The present invention in some implementations solves the problem of
how to get heat out of a power magnetic component while increasing
its overall power density. In a preferred embodiment, the developed
design uses the isolation transformer design for a charger that is
a 3.7 kW LLC resonant converter operating between 150-300 kHz. The
isolation transformer for this converter needs to have a stable
magnetizing inductance as part of the resonant tank which is
accomplished with the use of a gapped high-permeability power
ferrite material.
Preferably the winding loss is reduced by spacing the winding away
from the gap which in itself leads to lower winding losses. The
present invention utilizes this space for conduction cooling of the
winding and core thru a silicone encapsulant or equivalent, thus
increasing the achievable power density of the component.
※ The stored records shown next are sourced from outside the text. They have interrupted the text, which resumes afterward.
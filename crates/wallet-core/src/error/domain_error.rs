//! Domain errors - error types for the domain layer

use thiserror::Error;

/// Domain layer errors
#[derive(Debug, Error)]
pub enum DomainError {
    // =========================================================================
    // Not Found Errors
    // =========================================================================
    #[error("User not found: {0}")]
    UserNotFound(String),

    #[error("No pending intent for chat {0}")]
    PendingIntentNotFound(i64),

    #[error("Chat {0} is not bound to any user")]
    ChatNotBound(i64),

    // =========================================================================
    // Validation Errors
    // =========================================================================
    #[error("Invalid username: {0}")]
    InvalidUsername(String),

    #[error("Invalid amount: {0}")]
    InvalidAmount(String),

    #[error("Invalid method: {0}")]
    InvalidMethod(String),

    // =========================================================================
    // Conflict Errors
    // =========================================================================
    #[error("Username already taken: {0}")]
    UsernameTaken(String),

    #[error("Chat {0} is already bound to another user")]
    ChatAlreadyBound(i64),

    // =========================================================================
    // Infrastructure Errors (wrapped)
    // =========================================================================
    #[error("Database error: {0}")]
    DatabaseError(String),

    #[error("Cache error: {0}")]
    CacheError(String),

    #[error("Internal error: {0}")]
    InternalError(String),
}

impl DomainError {
    /// Get an error code string for API responses
    pub fn code(&self) -> &'static str {
        match self {
            // Not Found
            Self::UserNotFound(_) => "UNKNOWN_USER",
            Self::PendingIntentNotFound(_) => "NO_PENDING_INTENT",
            Self::ChatNotBound(_) => "CHAT_NOT_BOUND",

            // Validation
            Self::InvalidUsername(_) => "INVALID_USERNAME",
            Self::InvalidAmount(_) => "INVALID_AMOUNT",
            Self::InvalidMethod(_) => "INVALID_METHOD",

            // Conflict
            Self::UsernameTaken(_) => "USERNAME_TAKEN",
            Self::ChatAlreadyBound(_) => "CHAT_ALREADY_BOUND",

            // Infrastructure
            Self::DatabaseError(_) => "DATABASE_ERROR",
            Self::CacheError(_) => "CACHE_ERROR",
            Self::InternalError(_) => "INTERNAL_ERROR",
        }
    }

    /// HTTP status code for this error
    pub fn status_code(&self) -> u16 {
        match self {
            Self::UserNotFound(_) | Self::PendingIntentNotFound(_) | Self::ChatNotBound(_) => 404,
            Self::InvalidUsername(_) | Self::InvalidAmount(_) | Self::InvalidMethod(_) => 400,
            Self::UsernameTaken(_) | Self::ChatAlreadyBound(_) => 409,
            Self::DatabaseError(_) | Self::CacheError(_) => 503,
            Self::InternalError(_) => 500,
        }
    }
}

#[cfg(test)]
mod tests {
    use super::*;

    #[test]
    fn test_error_codes() {
        let err = DomainError::UserNotFound("ghost".to_string());
        assert_eq!(err.code(), "UNKNOWN_USER");

        let err = DomainError::InvalidAmount("zero".to_string());
        assert_eq!(err.code(), "INVALID_AMOUNT");
    }

    #[test]
    fn test_status_codes() {
        assert_eq!(DomainError::UserNotFound("ghost".to_string()).status_code(), 404);
        assert_eq!(DomainError::ChatNotBound(1).status_code(), 404);
        assert_eq!(DomainError::PendingIntentNotFound(1).status_code(), 404);
        assert_eq!(DomainError::InvalidAmount("x".to_string()).status_code(), 400);
        assert_eq!(DomainError::InvalidMethod("x".to_string()).status_code(), 400);
        assert_eq!(DomainError::UsernameTaken("ana".to_string()).status_code(), 409);
        assert_eq!(DomainError::ChatAlreadyBound(7).status_code(), 409);
        assert_eq!(DomainError::InternalError("x".to_string()).status_code(), 500);
    }

    #[test]
    fn test_store_failures_are_not_client_errors() {
        let err = DomainError::DatabaseError("connection refused".to_string());
        assert_eq!(err.status_code(), 503);
        assert_eq!(DomainError::CacheError("down".to_string()).status_code(), 503);
    }

    #[test]
    fn test_error_display() {
        let err = DomainError::UserNotFound("ghost".to_string());
        assert_eq!(err.to_string(), "User not found: ghost");

        let err = DomainError::ChatAlreadyBound(99);
        assert_eq!(err.to_string(), "Chat 99 is already bound to another user");
    }
}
FIG. 1 shows an elevation view of an example bobbin 100 with a
winding 102. The bobbin is configured for use in a
conduction-cooled magnetic component, such as a transformer or a
resonance inductor, and will have at least one leg of a core
component (exemplified below) inserted in a center cavity 104. In
some implementations, one or more instances of a magnetic component
can be included in the power electronics of an electric vehicle,
such as in the charger assembly thereof. For example, an onboard
charger of an electric vehicle can have three sets of such magnetic
components each consisting of a transformer and a resonance
inductor.
The bobbin 100 can be made of a thermally conductive material. In
some implementations, heat generated in the core (e.g., due to a
fringing field in a gap between opposing core legs) can be
conducted out from the center of the core and into the material of
the bobbin. An encapsulant material can be provided in the gap
between core legs to form a thermal path for the heat. Such
encapsulated material can contact the thermally conductive bobbin.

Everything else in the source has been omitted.